— Input —

* * *

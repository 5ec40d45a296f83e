use super::*;
use crate::item::ValidationError;
use http_body_util::BodyExt;
use serde_json::{json, Value};

async fn body_json(error: ApiError) -> (StatusCode, Value) {
    let response = error.into_response();
    let status = response.status();
    let bytes = response.into_body().collect().await.unwrap().to_bytes();
    (status, serde_json::from_slice(&bytes).unwrap())
}

#[tokio::test]
async fn test_not_found_body() {
    let (status, body) = body_json(ApiError::not_found("Item not found")).await;
    assert_eq!(status, StatusCode::NOT_FOUND);
    assert_eq!(body, json!({ "detail": "Item not found" }));
}

#[tokio::test]
async fn test_validation_lists_fields() {
    let err: ApiError = ValidationError::single("price", "must be greater than 0").into();
    let (status, body) = body_json(err).await;
    assert_eq!(status, StatusCode::UNPROCESSABLE_ENTITY);
    assert_eq!(
        body,
        json!({ "detail": [{ "field": "price", "message": "must be greater than 0" }] })
    );
}

#[test]
fn test_service_not_found_maps_to_404() {
    let err = ApiError::from(ServiceError::NotFound("abc".to_string()));
    assert_eq!(err.status, StatusCode::NOT_FOUND);
}

#[tokio::test]
async fn test_internal_errors_are_hidden() {
    let source = std::io::Error::other("disk on fire");
    let err = ApiError::from(ServiceError::Store(crate::store::StoreError::Io(source)));
    let (status, body) = body_json(err).await;
    assert_eq!(status, StatusCode::INTERNAL_SERVER_ERROR);
    assert_eq!(body, json!({ "detail": "An internal error occurred" }));
}

#[test]
fn test_task_errors_status() {
    let cases = [
        (
            TaskError::InvalidRequest("x-appengine-queuename".to_string()),
            StatusCode::FORBIDDEN,
        ),
        (
            TaskError::UnknownFunction {
                module: "services".to_string(),
                function: "nope".to_string(),
            },
            StatusCode::NOT_FOUND,
        ),
        (
            TaskError::invalid_arguments("bad"),
            StatusCode::UNPROCESSABLE_ENTITY,
        ),
        (
            TaskError::handler("boom"),
            StatusCode::INTERNAL_SERVER_ERROR,
        ),
    ];
    for (error, expected) in cases {
        assert_eq!(ApiError::from(error).status, expected);
    }
}

#[test]
fn test_service_task_error_keeps_task_status() {
    let err = ApiError::from(ServiceError::Task(TaskError::Delivery("down".to_string())));
    assert_eq!(err.status, StatusCode::INTERNAL_SERVER_ERROR);
}
//! Object storage: named buckets holding blobs.
//!
//! [`ObjectStore`] is the backend seam; [`InMemoryObjectStore`] and
//! [`FsObjectStore`] implement it. The free functions in `helpers` hold the
//! bucket conventions used by the service (known bucket names, CSV export,
//! lenient file lookup).

mod filesystem;
mod helpers;
mod memory;

pub use filesystem::FsObjectStore;
pub use helpers::{get_bucket, get_file, get_or_create_bucket, render_csv, write_csv, CSV_CONTENT_TYPE};
pub use memory::InMemoryObjectStore;

use crate::utils::is_safe_segment;
use async_trait::async_trait;
use bytes::Bytes;
use chrono::{DateTime, Utc};
use serde::{Deserialize, Serialize};
use std::fmt;
use std::str::FromStr;
use thiserror::Error;

#[derive(Error, Debug)]
pub enum StorageError {
    #[error("Unknown bucket name: {0}")]
    UnknownBucket(String),

    #[error("Bucket not found: {0}")]
    BucketNotFound(String),

    #[error("Bucket already exists: {0}")]
    BucketAlreadyExists(String),

    #[error("Invalid object or bucket name: {0}")]
    InvalidName(String),

    #[error("Cannot write a CSV file without rows")]
    EmptyRows,

    #[error("CSV row has field '{0}' which is not in the header")]
    UnexpectedField(String),

    #[error("CSV error: {0}")]
    Csv(#[from] csv::Error),

    #[error("IO error: {0}")]
    Io(#[from] std::io::Error),

    #[error("JSON error: {0}")]
    Json(#[from] serde_json::Error),
}

/// Buckets the service knows about.
#[derive(Debug, Clone, Copy, PartialEq, Eq, Hash)]
pub enum BucketName {
    /// Scratch bucket for export artifacts
    TmpFiles,
}

impl BucketName {
    pub const ALL: [BucketName; 1] = [BucketName::TmpFiles];

    #[must_use]
    pub fn as_str(self) -> &'static str {
        match self {
            BucketName::TmpFiles => "tmp_files",
        }
    }
}

impl fmt::Display for BucketName {
    fn fmt(&self, f: &mut fmt::Formatter<'_>) -> fmt::Result {
        f.write_str(self.as_str())
    }
}

impl FromStr for BucketName {
    type Err = StorageError;

    fn from_str(s: &str) -> Result<Self, Self::Err> {
        BucketName::ALL
            .into_iter()
            .find(|b| b.as_str() == s)
            .ok_or_else(|| StorageError::UnknownBucket(s.to_string()))
    }
}

#[derive(Debug, Clone, PartialEq, Eq, Serialize, Deserialize)]
pub struct Bucket {
    pub name: String,
    pub created: DateTime<Utc>,
}

#[derive(Debug, Clone, PartialEq, Eq)]
pub struct Blob {
    pub bucket: String,
    pub name: String,
    pub content_type: String,
    pub data: Bytes,
    pub updated: DateTime<Utc>,
}

impl Blob {
    #[must_use]
    pub fn size(&self) -> usize {
        self.data.len()
    }
}

#[async_trait]
pub trait ObjectStore: Send + Sync {
    async fn lookup_bucket(&self, name: &str) -> Result<Option<Bucket>, StorageError>;

    /// Fails with [`StorageError::BucketAlreadyExists`] if the bucket exists.
    async fn create_bucket(&self, name: &str) -> Result<Bucket, StorageError>;

    /// All buckets, sorted by name.
    async fn list_buckets(&self) -> Result<Vec<Bucket>, StorageError>;

    /// Object names in `bucket`, sorted.
    async fn list_blobs(&self, bucket: &str) -> Result<Vec<String>, StorageError>;

    async fn get_blob(&self, bucket: &str, name: &str) -> Result<Option<Blob>, StorageError>;

    /// Create or replace an object in an existing bucket.
    async fn upload(
        &self,
        bucket: &str,
        name: &str,
        data: Bytes,
        content_type: &str,
    ) -> Result<Blob, StorageError>;
}

pub(crate) fn check_name(name: &str) -> Result<(), StorageError> {
    if is_safe_segment(name) {
        Ok(())
    } else {
        Err(StorageError::InvalidName(name.to_string()))
    }
}

#[cfg(test)]
#[path = "storage_tests.rs"]
mod tests;
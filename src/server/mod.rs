//! HTTP facade over [`ItemService`].

mod error;
mod handlers;

pub use error::{ApiError, ErrorDetail};
pub use handlers::{PUBLIC_ROUTES, RouteInfo};

use crate::services::ItemService;
use crate::tasks::{TaskRegistry, TASK_EXEC_HANDLER};
use axum::routing::{get, post};
use axum::Router;
use std::sync::Arc;

/// Shared handler state.
#[derive(Clone)]
pub struct AppState {
    pub service: Arc<ItemService>,
    pub registry: Arc<TaskRegistry>,
}

impl AppState {
    #[must_use]
    pub fn new(service: Arc<ItemService>, registry: Arc<TaskRegistry>) -> Self {
        Self { service, registry }
    }
}

/// Build the application router.
pub fn build_router(state: AppState) -> Router {
    Router::new()
        .route("/", get(handlers::root))
        .route("/docs", get(handlers::docs))
        .route("/item", post(handlers::create_item))
        .route("/item/{item_id}", get(handlers::get_item))
        .route("/items", get(handlers::list_items))
        .route(
            "/items/offers/{min_price}/to/{max_price}",
            get(handlers::list_offers),
        )
        .route("/gcs-files", get(handlers::list_files))
        .route("/gcs-file/{bucket_name}/{filename}", get(handlers::download_file))
        .route("/_internal/items/count", get(handlers::count_items))
        .route(TASK_EXEC_HANDLER, post(handlers::exec_task))
        .with_state(state)
}
use super::{check_name, Blob, Bucket, ObjectStore, StorageError};
use async_trait::async_trait;
use bytes::Bytes;
use chrono::Utc;
use std::collections::BTreeMap;
use std::sync::Arc;
use tokio::sync::RwLock;

#[derive(Debug, Clone)]
struct MemoryBucket {
    bucket: Bucket,
    blobs: BTreeMap<String, Blob>,
}

/// Object store kept in process memory. Clones share the same buckets.
#[derive(Debug, Clone, Default)]
pub struct InMemoryObjectStore {
    buckets: Arc<RwLock<BTreeMap<String, MemoryBucket>>>,
}

impl InMemoryObjectStore {
    #[must_use]
    pub fn new() -> Self {
        Self::default()
    }
}

#[async_trait]
impl ObjectStore for InMemoryObjectStore {
    async fn lookup_bucket(&self, name: &str) -> Result<Option<Bucket>, StorageError> {
        check_name(name)?;
        Ok(self
            .buckets
            .read()
            .await
            .get(name)
            .map(|b| b.bucket.clone()))
    }

    async fn create_bucket(&self, name: &str) -> Result<Bucket, StorageError> {
        check_name(name)?;
        let mut buckets = self.buckets.write().await;
        if buckets.contains_key(name) {
            return Err(StorageError::BucketAlreadyExists(name.to_string()));
        }
        let bucket = Bucket {
            name: name.to_string(),
            created: Utc::now(),
        };
        buckets.insert(
            name.to_string(),
            MemoryBucket {
                bucket: bucket.clone(),
                blobs: BTreeMap::new(),
            },
        );
        Ok(bucket)
    }

    async fn list_buckets(&self) -> Result<Vec<Bucket>, StorageError> {
        Ok(self
            .buckets
            .read()
            .await
            .values()
            .map(|b| b.bucket.clone())
            .collect())
    }

    async fn list_blobs(&self, bucket: &str) -> Result<Vec<String>, StorageError> {
        check_name(bucket)?;
        self.buckets
            .read()
            .await
            .get(bucket)
            .map(|b| b.blobs.keys().cloned().collect())
            .ok_or_else(|| StorageError::BucketNotFound(bucket.to_string()))
    }

    async fn get_blob(&self, bucket: &str, name: &str) -> Result<Option<Blob>, StorageError> {
        check_name(bucket)?;
        check_name(name)?;
        Ok(self
            .buckets
            .read()
            .await
            .get(bucket)
            .and_then(|b| b.blobs.get(name))
            .cloned())
    }

    async fn upload(
        &self,
        bucket: &str,
        name: &str,
        data: Bytes,
        content_type: &str,
    ) -> Result<Blob, StorageError> {
        check_name(bucket)?;
        check_name(name)?;
        let mut buckets = self.buckets.write().await;
        let target = buckets
            .get_mut(bucket)
            .ok_or_else(|| StorageError::BucketNotFound(bucket.to_string()))?;
        let blob = Blob {
            bucket: bucket.to_string(),
            name: name.to_string(),
            content_type: content_type.to_string(),
            data,
            updated: Utc::now(),
        };
        target.blobs.insert(name.to_string(), blob.clone());
        Ok(blob)
    }
}
//! User-level configuration loaded from `~/.item-service/config.toml`.
//!
//! The file is optional; if it does not exist all fields fall back to their
//! `Default` values.

use crate::services::{ServiceSettings, DEFAULT_EXPORT_DELAY, DEFAULT_MIRROR_DELAY};
use crate::tasks::{Location, Queue};
use crate::utils::service_home;
use serde::{Deserialize, Serialize};
use std::path::{Path, PathBuf};
use thiserror::Error;
use tracing::{debug, warn};

#[derive(Debug, Error)]
pub enum UserConfigError {
    #[error("Failed to read user config file: {0}")]
    Io(#[from] std::io::Error),

    #[error("Failed to parse user config TOML: {0}")]
    Toml(#[from] toml::de::Error),

    #[error("Invalid duration for '{field}': {source}")]
    Duration {
        field: &'static str,
        #[source]
        source: humantime::DurationError,
    },
}

/// Task scheduling settings (`[tasks]` table in the TOML file).
#[derive(Debug, Clone, Serialize, Deserialize, PartialEq, Eq)]
#[serde(deny_unknown_fields, default)]
pub struct TasksConfig {
    pub location: Location,
    pub queue: Queue,
    /// Delay before the mirror update, e.g. `"5s"`.
    pub mirror_delay: String,
    /// Delay before the CSV export, e.g. `"10s"`.
    pub export_delay: String,
}

impl Default for TasksConfig {
    fn default() -> Self {
        Self {
            location: Location::default(),
            queue: Queue::default(),
            mirror_delay: humantime::format_duration(DEFAULT_MIRROR_DELAY).to_string(),
            export_delay: humantime::format_duration(DEFAULT_EXPORT_DELAY).to_string(),
        }
    }
}

/// Top-level user configuration.
#[derive(Debug, Clone, Default, Serialize, Deserialize, PartialEq, Eq)]
#[serde(deny_unknown_fields)]
pub struct UserConfig {
    #[serde(default)]
    pub tasks: TasksConfig,
}

impl UserConfig {
    /// Resolve the `[tasks]` table into service settings.
    pub fn to_service_settings(&self) -> Result<ServiceSettings, UserConfigError> {
        let parse = |field: &'static str, value: &str| {
            humantime::parse_duration(value)
                .map_err(|source| UserConfigError::Duration { field, source })
        };
        Ok(ServiceSettings {
            mirror_delay: parse("mirror_delay", &self.tasks.mirror_delay)?,
            export_delay: parse("export_delay", &self.tasks.export_delay)?,
            location: self.tasks.location,
            queue: self.tasks.queue,
        })
    }
}

/// `~/.item-service/config.toml`, honouring `ITEM_SERVICE_HOME`.
#[must_use]
pub fn user_config_path() -> PathBuf {
    service_home().join("config.toml")
}

/// Load a user configuration file. A missing file yields the defaults.
pub fn load_user_config_from(path: &Path) -> Result<UserConfig, UserConfigError> {
    if !path.exists() {
        debug!(
            "User config not found at {}; using defaults",
            path.display()
        );
        return Ok(UserConfig::default());
    }

    let content = std::fs::read_to_string(path)?;
    let config: UserConfig = toml::from_str(&content)?;
    debug!("Loaded user config from {}", path.display());
    Ok(config)
}

/// Service settings from a user config file.
///
/// Any problem with the file, whether unreadable, malformed, carrying an
/// unknown field or an invalid duration, is logged and the defaults are
/// used instead.
#[must_use]
pub fn service_settings_or_default(path: &Path) -> ServiceSettings {
    load_user_config_from(path)
        .and_then(|config| config.to_service_settings())
        .unwrap_or_else(|e| {
            warn!("Failed to load user config, using defaults: {e}");
            ServiceSettings::default()
        })
}

#[cfg(test)]
#[path = "user_config_tests.rs"]
mod tests;
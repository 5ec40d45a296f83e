use std::future::Future;
use std::pin::Pin;
use std::task::{Context, Poll};
use std::time::Instant;

use http::{HeaderValue, Request, Response};
use tower::{Layer, Service};
use tracing::{info, warn};

use crate::metrics::{generate_request_id, REQUEST_ID_HEADER};

/// A Tower layer that logs HTTP requests and tags responses with a request id.
#[derive(Clone, Copy)]
pub struct HttpLoggingLayer;

impl<S> Layer<S> for HttpLoggingLayer {
    type Service = HttpLoggingService<S>;

    fn layer(&self, inner: S) -> Self::Service {
        HttpLoggingService { inner }
    }
}

/// A Tower service that logs HTTP requests and responses.
#[derive(Clone)]
pub struct HttpLoggingService<S> {
    inner: S,
}

impl<S, ReqBody, ResBody> Service<Request<ReqBody>> for HttpLoggingService<S>
where
    S: Service<Request<ReqBody>, Response = Response<ResBody>> + Clone + Send + 'static,
    S::Future: Send,
    ReqBody: Send + 'static,
    ResBody: Send + 'static,
{
    type Response = S::Response;
    type Error = S::Error;
    type Future = Pin<Box<dyn Future<Output = Result<Self::Response, Self::Error>> + Send>>;

    fn poll_ready(&mut self, cx: &mut Context<'_>) -> Poll<Result<(), Self::Error>> {
        self.inner.poll_ready(cx)
    }

    fn call(&mut self, req: Request<ReqBody>) -> Self::Future {
        let start = Instant::now();

        let request_id = req
            .headers()
            .get(REQUEST_ID_HEADER)
            .and_then(|v| v.to_str().ok())
            .map_or_else(generate_request_id, str::to_string);
        let method = req.method().to_string();
        let path = req.uri().path().to_string();

        info!(
            request_id = %request_id,
            http.method = %method,
            http.path = %path,
            "HTTP request started"
        );

        let mut inner = self.inner.clone();
        Box::pin(async move {
            let mut result = inner.call(req).await;
            let duration_ms = start.elapsed().as_millis();

            match &mut result {
                Ok(response) => {
                    if let Ok(value) = HeaderValue::from_str(&request_id) {
                        response.headers_mut().insert(REQUEST_ID_HEADER, value);
                    }
                    info!(
                        request_id = %request_id,
                        http.method = %method,
                        http.path = %path,
                        http.status = response.status().as_u16(),
                        duration_ms = %duration_ms,
                        "HTTP request completed"
                    );
                }
                Err(_) => {
                    warn!(
                        request_id = %request_id,
                        http.method = %method,
                        http.path = %path,
                        duration_ms = %duration_ms,
                        "HTTP request failed"
                    );
                }
            }

            result
        })
    }
}
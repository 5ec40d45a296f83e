mod init;

pub use init::{init_logging, parse_rotation};

use crate::utils::service_home;
use std::path::PathBuf;
use tracing::Level;
use tracing_appender::rolling::Rotation;

/// Log filename used by the service.
pub const LOG_FILENAME: &str = "item-service.log";

/// Configuration for the logging system.
#[derive(Debug)]
pub struct LogConfig {
    pub log_dir: PathBuf,
    /// Level used when `RUST_LOG` is not set.
    pub log_level: Level,
    pub json_format: bool,
    pub rotation: Rotation,
}

impl Default for LogConfig {
    fn default() -> Self {
        Self {
            log_dir: default_log_dir(),
            log_level: Level::INFO,
            json_format: false,
            rotation: Rotation::DAILY,
        }
    }
}

/// `~/.item-service/logs`, honouring `ITEM_SERVICE_HOME`.
#[must_use]
pub fn default_log_dir() -> PathBuf {
    service_home().join("logs")
}

#[cfg(test)]
#[path = "logging_tests.rs"]
mod logging_tests;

* * *

— Task prompt —
Please work out how many lines of the listing hold the word "used" and reply with only that number.

— Exercise answer —
4